**DESCRIPTION OF THE TASK**
Scan the listing beneath this sentence. Report each line with the word "outer".

**AVAILABLE RECORDS**
****

// src/engine/mod.rs

//! Orchestration engine.
//!
//! Ties together the DAG scheduler and the executor through a single event
//! loop:
//! - task completion events from the executor
//! - shutdown signals (Ctrl-C)
//!
//! The pure core state machine lives in [`core`]; the async/IO shell is
//! implemented in [`runtime`].

use std::fmt;
use std::path::PathBuf;

use crate::dag::{ScheduledTask, TaskId};

/// Outcome of one task's execution, as reported by the runner.
#[derive(Debug, Clone, PartialEq, Eq)]
pub enum TaskOutcome {
    Success,
    /// External process exited non-zero.
    ExitFailure(i32),
    /// A declared input file was absent; the action was never started.
    MissingInput(PathBuf),
    /// The action finished cleanly but a declared output target is still
    /// unsatisfied; a contract violation, distinct from exit status.
    OutputNotProduced(PathBuf),
    /// The aggregation step could not read a dependency output or write
    /// its own.
    AggregationFailure(String),
    /// Runner-internal error (spawn failure, IO error outside the above).
    Internal(String),
}

impl TaskOutcome {
    pub fn is_success(&self) -> bool {
        matches!(self, TaskOutcome::Success)
    }
}

impl fmt::Display for TaskOutcome {
    fn fmt(&self, f: &mut fmt::Formatter<'_>) -> fmt::Result {
        match self {
            TaskOutcome::Success => write!(f, "success"),
            TaskOutcome::ExitFailure(code) => write!(f, "process exited with code {code}"),
            TaskOutcome::MissingInput(path) => {
                write!(f, "missing input file {}", path.display())
            }
            TaskOutcome::OutputNotProduced(path) => {
                write!(f, "declared output not produced: {}", path.display())
            }
            TaskOutcome::AggregationFailure(msg) => write!(f, "aggregation failed: {msg}"),
            TaskOutcome::Internal(msg) => write!(f, "internal error: {msg}"),
        }
    }
}

/// Events flowing into the runtime from the executor and signal handlers.
#[derive(Debug, Clone)]
pub enum RuntimeEvent {
    /// A task finished with a concrete outcome.
    TaskCompleted { task: TaskId, outcome: TaskOutcome },
    /// Graceful shutdown requested: stop dispatching, let in-flight tasks
    /// finish.
    ShutdownRequested,
}

/// Command produced by the pure core, executed by the outer IO shell.
#[derive(Debug, Clone)]
pub enum CoreCommand {
    /// Send these tasks to the executor.
    DispatchTasks(Vec<ScheduledTask>),
}

/// Decision returned by the core after handling a single event.
#[derive(Debug, Clone)]
pub struct CoreStep {
    pub commands: Vec<CoreCommand>,
    /// Whether the outer runtime loop should keep running.
    pub keep_running: bool,
}

pub mod core;
pub mod runtime;

pub use core::CoreRuntime;
pub use runtime::Runtime;
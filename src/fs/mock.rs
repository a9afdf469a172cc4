// src/fs/mock.rs

use std::collections::HashMap;
use std::path::{Path, PathBuf};
use std::sync::{Arc, Mutex};

use anyhow::{Result, anyhow};

use super::FileSystem;

#[derive(Debug, Clone)]
pub enum MockEntry {
    File(Vec<u8>),
    /// Directory holding a list of child names.
    Dir(Vec<String>),
}

/// In-memory filesystem for scheduler and aggregation tests.
///
/// Paths behave literally; tests should use consistent relative or
/// absolute paths throughout.
#[derive(Debug, Clone, Default)]
pub struct MockFileSystem {
    files: Arc<Mutex<HashMap<PathBuf, MockEntry>>>,
}

impl MockFileSystem {
    pub fn new() -> Self {
        let mut files = HashMap::new();
        // Ensure root exists
        files.insert(PathBuf::from("."), MockEntry::Dir(Vec::new()));

        Self {
            files: Arc::new(Mutex::new(files)),
        }
    }

    pub fn add_file(&self, path: impl AsRef<Path>, content: impl Into<Vec<u8>>) {
        let path = path.as_ref().to_path_buf();
        let mut files = self.files.lock().unwrap();
        files.insert(path.clone(), MockEntry::File(content.into()));

        if let Some(parent) = path.parent() {
            let parent = if parent.as_os_str().is_empty() {
                Path::new(".")
            } else {
                parent
            };

            self.ensure_dir_entry(&mut files, parent);
            if let Some(MockEntry::Dir(children)) = files.get_mut(parent) {
                if let Some(name) = path.file_name().and_then(|n| n.to_str()) {
                    if !children.contains(&name.to_string()) {
                        children.push(name.to_string());
                    }
                }
            }
        }
    }

    pub fn remove_file(&self, path: impl AsRef<Path>) {
        let mut files = self.files.lock().unwrap();
        files.remove(path.as_ref());
    }

    fn ensure_dir_entry(&self, files: &mut HashMap<PathBuf, MockEntry>, path: &Path) {
        if !files.contains_key(path) {
            files.insert(path.to_path_buf(), MockEntry::Dir(Vec::new()));
            if let Some(parent) = path.parent() {
                let parent = if parent.as_os_str().is_empty() {
                    Path::new(".")
                } else {
                    parent
                };

                if parent != path {
                    self.ensure_dir_entry(files, parent);
                    if let Some(MockEntry::Dir(children)) = files.get_mut(parent) {
                        if let Some(name) = path.file_name().and_then(|n| n.to_str()) {
                            if !children.contains(&name.to_string()) {
                                children.push(name.to_string());
                            }
                        }
                    }
                }
            }
        }
    }
}

impl FileSystem for MockFileSystem {
    fn read_to_string(&self, path: &Path) -> Result<String> {
        let files = self.files.lock().unwrap();
        match files.get(path) {
            Some(MockEntry::File(content)) => {
                String::from_utf8(content.clone()).map_err(|e| anyhow!("Invalid UTF-8: {}", e))
            }
            Some(MockEntry::Dir(_)) => Err(anyhow!("Is a directory: {:?}", path)),
            None => Err(anyhow!("File not found: {:?}", path)),
        }
    }

    fn write(&self, path: &Path, contents: &[u8]) -> Result<()> {
        self.add_file(path, contents);
        Ok(())
    }

    fn exists(&self, path: &Path) -> bool {
        let files = self.files.lock().unwrap();
        files.contains_key(path)
    }

    fn is_dir(&self, path: &Path) -> bool {
        let files = self.files.lock().unwrap();
        matches!(files.get(path), Some(MockEntry::Dir(_)))
    }

    fn create_dir_all(&self, path: &Path) -> Result<()> {
        let mut files = self.files.lock().unwrap();
        self.ensure_dir_entry(&mut files, path);
        Ok(())
    }

    fn read_dir(&self, path: &Path) -> Result<Vec<PathBuf>> {
        let files = self.files.lock().unwrap();
        match files.get(path) {
            Some(MockEntry::Dir(children)) => {
                Ok(children.iter().map(|name| path.join(name)).collect())
            }
            _ => Err(anyhow!("Not a directory or not found: {:?}", path)),
        }
    }

    fn rename(&self, from: &Path, to: &Path) -> Result<()> {
        let entry = {
            let mut files = self.files.lock().unwrap();
            files.remove(from)
        };
        match entry {
            Some(MockEntry::File(content)) => {
                self.add_file(to, content);
                Ok(())
            }
            Some(dir @ MockEntry::Dir(_)) => {
                let mut files = self.files.lock().unwrap();
                files.insert(to.to_path_buf(), dir);
                Ok(())
            }
            None => Err(anyhow!("File not found: {:?}", from)),
        }
    }
}
// src/errors.rs

//! Crate-wide error aliases and helpers.
//!
//! These cover errors raised while *building* a pipeline (config,
//! manifest, DAG shape). Failures of individual tasks at run time are not
//! errors in this sense; they are reported as [`crate::engine::TaskOutcome`]
//! values and surfaced in the final [`crate::dag::RunReport`].

use thiserror::Error;

#[derive(Error, Debug)]
pub enum PipelineError {
    #[error("Configuration error: {0}")]
    ConfigError(String),

    #[error("Invalid manifest entry for sample '{sample}': {reason}")]
    InvalidManifestEntry { sample: String, reason: String },

    #[error("Task not found: {0}")]
    TaskNotFound(String),

    #[error("Task '{task}' depends on unknown task '{dep}'")]
    UnknownDependency { task: String, dep: String },

    #[error("Task '{task}' declares no output targets")]
    EmptyOutputs { task: String },

    #[error("Duplicate task id: {0}")]
    DuplicateTask(String),

    #[error("Cycle detected in task DAG: {0}")]
    CyclicDependency(String),

    #[error(
        "pipeline run finished with failures: {failed} task(s) failed, \
         {propagated} skipped due to upstream failures"
    )]
    RunFailed { failed: usize, propagated: usize },

    #[error("IO error: {0}")]
    IoError(#[from] std::io::Error),

    #[error("TOML parsing error: {0}")]
    TomlError(#[from] toml::de::Error),

    #[error(transparent)]
    Other(#[from] anyhow::Error),
}

pub use anyhow::Error;
pub type Result<T> = std::result::Result<T, PipelineError>;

****

**SOLUTION**
/// Command produced by the pure core, executed by the outer IO shell.
    /// Whether the outer runtime loop should keep running.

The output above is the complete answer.